Work to complete: The lines from the top of the listing through the one containing "pub const BEZIER_FACTOR: f64 = 1.16666666;" are to be retyped exactly, with no other lines.

Record extracts:
· · · · ·

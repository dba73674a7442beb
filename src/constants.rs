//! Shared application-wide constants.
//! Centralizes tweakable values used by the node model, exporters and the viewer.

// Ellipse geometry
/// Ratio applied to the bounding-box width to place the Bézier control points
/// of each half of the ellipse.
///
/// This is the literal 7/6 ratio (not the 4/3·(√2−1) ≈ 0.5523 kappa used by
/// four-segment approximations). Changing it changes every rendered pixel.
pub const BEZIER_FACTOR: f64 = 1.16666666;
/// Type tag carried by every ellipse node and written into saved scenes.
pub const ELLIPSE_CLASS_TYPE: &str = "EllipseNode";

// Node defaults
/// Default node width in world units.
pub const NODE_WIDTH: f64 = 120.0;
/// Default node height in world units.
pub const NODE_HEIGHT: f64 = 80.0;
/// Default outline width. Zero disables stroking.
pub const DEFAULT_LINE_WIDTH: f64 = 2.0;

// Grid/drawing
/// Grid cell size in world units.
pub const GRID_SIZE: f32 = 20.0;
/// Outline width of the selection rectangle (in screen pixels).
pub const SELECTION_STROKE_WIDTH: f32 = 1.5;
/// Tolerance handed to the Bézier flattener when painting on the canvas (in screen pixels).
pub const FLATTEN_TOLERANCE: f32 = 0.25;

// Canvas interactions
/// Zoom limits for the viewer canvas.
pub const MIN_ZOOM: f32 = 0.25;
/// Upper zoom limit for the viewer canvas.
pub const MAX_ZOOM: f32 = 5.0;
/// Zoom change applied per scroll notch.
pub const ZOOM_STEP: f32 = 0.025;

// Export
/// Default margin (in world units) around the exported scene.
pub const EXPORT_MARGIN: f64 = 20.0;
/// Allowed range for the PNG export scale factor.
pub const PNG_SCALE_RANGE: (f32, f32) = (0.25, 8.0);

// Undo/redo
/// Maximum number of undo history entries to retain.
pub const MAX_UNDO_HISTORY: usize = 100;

· · · · ·

Solution:
repository dba73674a7442beb
filename src/constants.rs
//! Shared application-wide constants.
//! Centralizes tweakable values used by the node model, exporters and the viewer.

// Ellipse geometry
/// Ratio applied to the bounding-box width to place the Bézier control points
/// of each half of the ellipse.
///
/// This is the literal 7/6 ratio (not the 4/3·(√2−1) ≈ 0.5523 kappa used by
/// four-segment approximations). Changing it changes every rendered pixel.
pub const BEZIER_FACTOR: f64 = 1.16666666;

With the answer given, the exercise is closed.